Ab-initio design of half-metallic fully-compensated ferrimagnets: the case of Cr$_2$MnZ (Z= P, As, Sb, Bi) compounds

TL;DR

This study uses first-principles calculations to design and analyze Cr2MnZ compounds as potential half-metallic fully-compensated ferrimagnets suitable for spintronics, highlighting Cr2MnSb as a promising candidate.

Contribution

The paper introduces a computational design of new half-metallic ferrimagnets with zero net magnetic moment, expanding the class of materials for spintronic applications.

Findings

Cr2MnZ compounds exhibit near-zero total spin moment across various lattice constants.

Cr2MnSb has a Curie temperature above room temperature.

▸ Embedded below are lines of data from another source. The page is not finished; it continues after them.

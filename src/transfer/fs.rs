//! Filesystem abstraction shared by uploads and downloads
//!
//! [`LocalFs`] and [`SftpFs`] implement the same [`FileSystem`] trait so the
//! copy algorithm in the parent module is written once. Every operation checks
//! the [`CancelFlag`] before touching storage.

use crate::config::OverwritePolicy;
use ssh2::{OpenFlags, OpenType, Sftp};
use std::fs;
use std::io::{self, Read, Write};
use std::path::{Path, PathBuf};
use std::sync::atomic::{AtomicBool, Ordering};
use std::sync::Arc;

/// Cooperative cancellation shared between a transfer and its caller
#[derive(Debug, Clone, Default)]
pub struct CancelFlag(Arc<AtomicBool>);

impl CancelFlag {
    pub fn new() -> Self {
        Self::default()
    }

    pub fn cancel(&self) {
        self.0.store(true, Ordering::SeqCst);
    }

    pub fn is_cancelled(&self) -> bool {
        self.0.load(Ordering::SeqCst)
    }

    /// `Interrupted` error once cancelled
    pub fn check(&self) -> io::Result<()> {
        if self.is_cancelled() {
            Err(io::Error::new(io::ErrorKind::Interrupted, "transfer cancelled"))
        } else {
            Ok(())
        }
    }
}

#[derive(Debug, Clone, Copy, PartialEq, Eq)]
pub struct FileMeta {
    pub is_dir: bool,
    /// Permission bits (`0o7777` mask)
    pub mode: u32,
}

/// One entry below a walked root
#[derive(Debug, Clone)]
pub struct WalkEntry {
    pub path: PathBuf,
    /// Path relative to the walk root
    pub relative: PathBuf,
    pub meta: FileMeta,
}

pub trait FileSystem: Send {
    fn stat(&self, path: &Path) -> io::Result<FileMeta>;

    /// Create `path` and any missing parents with `mode`
    fn mkdir_all(&self, path: &Path, mode: u32) -> io::Result<()>;

    fn open_reader(&self, path: &Path) -> io::Result<Box<dyn Read + '_>>;

    /// Open for writing; `Never` fails with `AlreadyExists` if `path` exists
    fn open_writer(&self, path: &Path, policy: OverwritePolicy, mode: u32) -> io::Result<Box<dyn Write + '_>>;

    /// Every entry below `root` (not `root` itself), parents before children
    fn walk(&self, root: &Path) -> io::Result<Vec<WalkEntry>>;
}

/// Local disk
pub struct LocalFs {
    cancel: CancelFlag,
}

impl LocalFs {
    pub fn new(cancel: CancelFlag) -> Self {
        Self { cancel }
    }
}

fn local_meta(meta: &fs::Metadata) -> FileMeta {
    #[cfg(unix)]
    let mode = {
        use std::os::unix::fs::PermissionsExt;
        meta.permissions().mode() & 0o7777
    };
    #[cfg(not(unix))]
    let mode = if meta.is_dir() { 0o755 } else { 0o644 };

    FileMeta {
        is_dir: meta.is_dir(),
        mode,
    }
}

impl FileSystem for LocalFs {
    fn stat(&self, path: &Path) -> io::Result<FileMeta> {
        self.cancel.check()?;
        fs::metadata(path).map(|m| local_meta(&m))
    }

    fn mkdir_all(&self, path: &Path, mode: u32) -> io::Result<()> {
        self.cancel.check()?;
        let mut builder = fs::DirBuilder::new();
        builder.recursive(true);
        #[cfg(unix)]
        {
            use std::os::unix::fs::DirBuilderExt;
            builder.mode(mode);
        }
        #[cfg(not(unix))]
        let _ = mode;
        builder.create(path)
    }

    fn open_reader(&self, path: &Path) -> io::Result<Box<dyn Read + '_>> {
        self.cancel.check()?;
        Ok(Box::new(fs::File::open(path)?))
    }

    fn open_writer(&self, path: &Path, policy: OverwritePolicy, mode: u32) -> io::Result<Box<dyn Write + '_>> {
        self.cancel.check()?;
        let mut options = fs::OpenOptions::new();
        options.write(true);
        match policy {
            OverwritePolicy::Always => options.create(true).truncate(true),
            OverwritePolicy::Never => options.create_new(true),
        };
        #[cfg(unix)]
        {
            use std::os::unix::fs::OpenOptionsExt;
            options.mode(mode);
        }
        #[cfg(not(unix))]
        let _ = mode;
        Ok(Box::new(options.open(path)?))
    }

    fn walk(&self, root: &Path) -> io::Result<Vec<WalkEntry>> {
        self.cancel.check()?;
        let mut entries = Vec::new();
        for entry in walkdir::WalkDir::new(root).min_depth(1).follow_links(true) {
            self.cancel.check()?;
            let entry = entry.map_err(io::Error::from)?;
            let relative = entry
                .path()
                .strip_prefix(root)
                .map_err(|e| io::Error::new(io::ErrorKind::Other, e))?
                .to_path_buf();
            let meta = entry.metadata().map_err(io::Error::from)?;
            entries.push(WalkEntry {
                path: entry.path().to_path_buf(),
                relative,
                meta: local_meta(&meta),
            });
        }
        Ok(entries)
    }
}

/// Remote host through the SFTP subsystem
pub struct SftpFs {
    sftp: Sftp,
    cancel: CancelFlag,
}

impl SftpFs {
    pub fn new(sftp: Sftp, cancel: CancelFlag) -> Self {
        Self { sftp, cancel }
    }

    fn walk_into(&self, root: &Path, dir: &Path, out: &mut Vec<WalkEntry>) -> io::Result<()> {
        self.cancel.check()?;
        let mut children = self.sftp.readdir(dir).map_err(sftp_error)?;
        children.sort_by(|a, b| a.0.cmp(&b.0));
        for (path, stat) in children {
            let relative = path
                .strip_prefix(root)
                .map_err(|e| io::Error::new(io::ErrorKind::Other, e))?
                .to_path_buf();
            let meta = sftp_meta(&stat);
            out.push(WalkEntry {
                path: path.clone(),
                relative,
                meta,
            });
            if meta.is_dir {
                self.walk_into(root, &path, out)?;
            }
        }
        Ok(())
    }
}

fn sftp_meta(stat: &ssh2::FileStat) -> FileMeta {
    FileMeta {
        is_dir: stat.is_dir(),
        mode: stat.perm.unwrap_or(0o644) & 0o7777,
    }
}

/// Map SFTP status codes onto io kinds the transfer engine understands
fn sftp_error(err: ssh2::Error) -> io::Error {
    let kind = match err.code() {
        ssh2::ErrorCode::SFTP(2) | ssh2::ErrorCode::SFTP(10) => io::ErrorKind::NotFound,
        ssh2::ErrorCode::SFTP(3) => io::ErrorKind::PermissionDenied,
        ssh2::ErrorCode::SFTP(11) => io::ErrorKind::AlreadyExists,
        _ => return io::Error::from(err),
    };
    io::Error::new(kind, err.to_string())
}

impl FileSystem for SftpFs {
    fn stat(&self, path: &Path) -> io::Result<FileMeta> {
        self.cancel.check()?;
        self.sftp.stat(path).map(|s| sftp_meta(&s)).map_err(sftp_error)
    }

    fn mkdir_all(&self, path: &Path, mode: u32) -> io::Result<()> {
        self.cancel.check()?;
        let mut current = PathBuf::new();
        for component in path.components() {
            current.push(component);
            match self.sftp.stat(&current) {
                Ok(stat) if stat.is_dir() => continue,
                Ok(_) => {
                    return Err(io::Error::new(
                        io::ErrorKind::AlreadyExists,
                        format!("{} exists and is not a directory", current.display()),
                    ))
                }
                Err(_) => {}
            }
            if let Err(e) = self.sftp.mkdir(&current, mode as i32) {
                // Lost a race with another creator
                if !matches!(self.sftp.stat(&current), Ok(stat) if stat.is_dir()) {
                    return Err(sftp_error(e));
                }
            }
        }
        Ok(())
    }

    fn open_reader(&self, path: &Path) -> io::Result<Box<dyn Read + '_>> {
        self.cancel.check()?;
        Ok(Box::new(self.sftp.open(path).map_err(sftp_error)?))
    }

    fn open_writer(&self, path: &Path, policy: OverwritePolicy, mode: u32) -> io::Result<Box<dyn Write + '_>> {
        self.cancel.check()?;
        let flags = match policy {
            OverwritePolicy::Always => OpenFlags::WRITE | OpenFlags::CREATE | OpenFlags::TRUNCATE,
            OverwritePolicy::Never => {
                // Many servers report a generic failure for O_EXCL conflicts
                if self.sftp.stat(path).is_ok() {
                    return Err(io::Error::new(
                        io::ErrorKind::AlreadyExists,
                        format!("{} already exists", path.display()),
                    ));
                }
                OpenFlags::WRITE | OpenFlags::CREATE | OpenFlags::EXCLUSIVE
            }
        };
        let file = self
            .sftp
            .open_mode(path, flags, mode as i32, OpenType::File)
            .map_err(sftp_error)?;
        Ok(Box::new(file))
    }

    fn walk(&self, root: &Path) -> io::Result<Vec<WalkEntry>> {
        let mut entries = Vec::new();
        self.walk_into(root, root, &mut entries)?;
        Ok(entries)
    }
}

Half-metallic antiferromagnetism is unstable in Cr2FeZ alloys.

Abstract

Electronic structure calculations from first-principles are employed to design some new half-metallic fully-compensated ferrimagnets (or as they are widely known half-metallic antiferromagnets) susceptible of finding applications in spintronics. Cr$_2$MnZ (Z= P, As, Sb, Bi) compounds have 24 valence electrons per unit cell and calculations show that their total spin moment is approximately zero for a wide range of lattice constants in agreement with the Slater-Pauling behavior for ideal half-metals. Simultaneously, the spin magnetic moments of Cr and Mn atoms are antiparallel and the compounds are ferrimagnets. Mean-field approximation is employed to estimate their Curie temperature, which exceeds room temperature for the alloy with Sb. Our findings suggest that Cr$_2$MnSb is the compound of choice for further experimental investigations. Contrary to the alloys mentioned above half-metallic antiferromagnetism is unstable in the case of the Cr$_2$FeZ (Z= Si, Ge, Sn) alloys.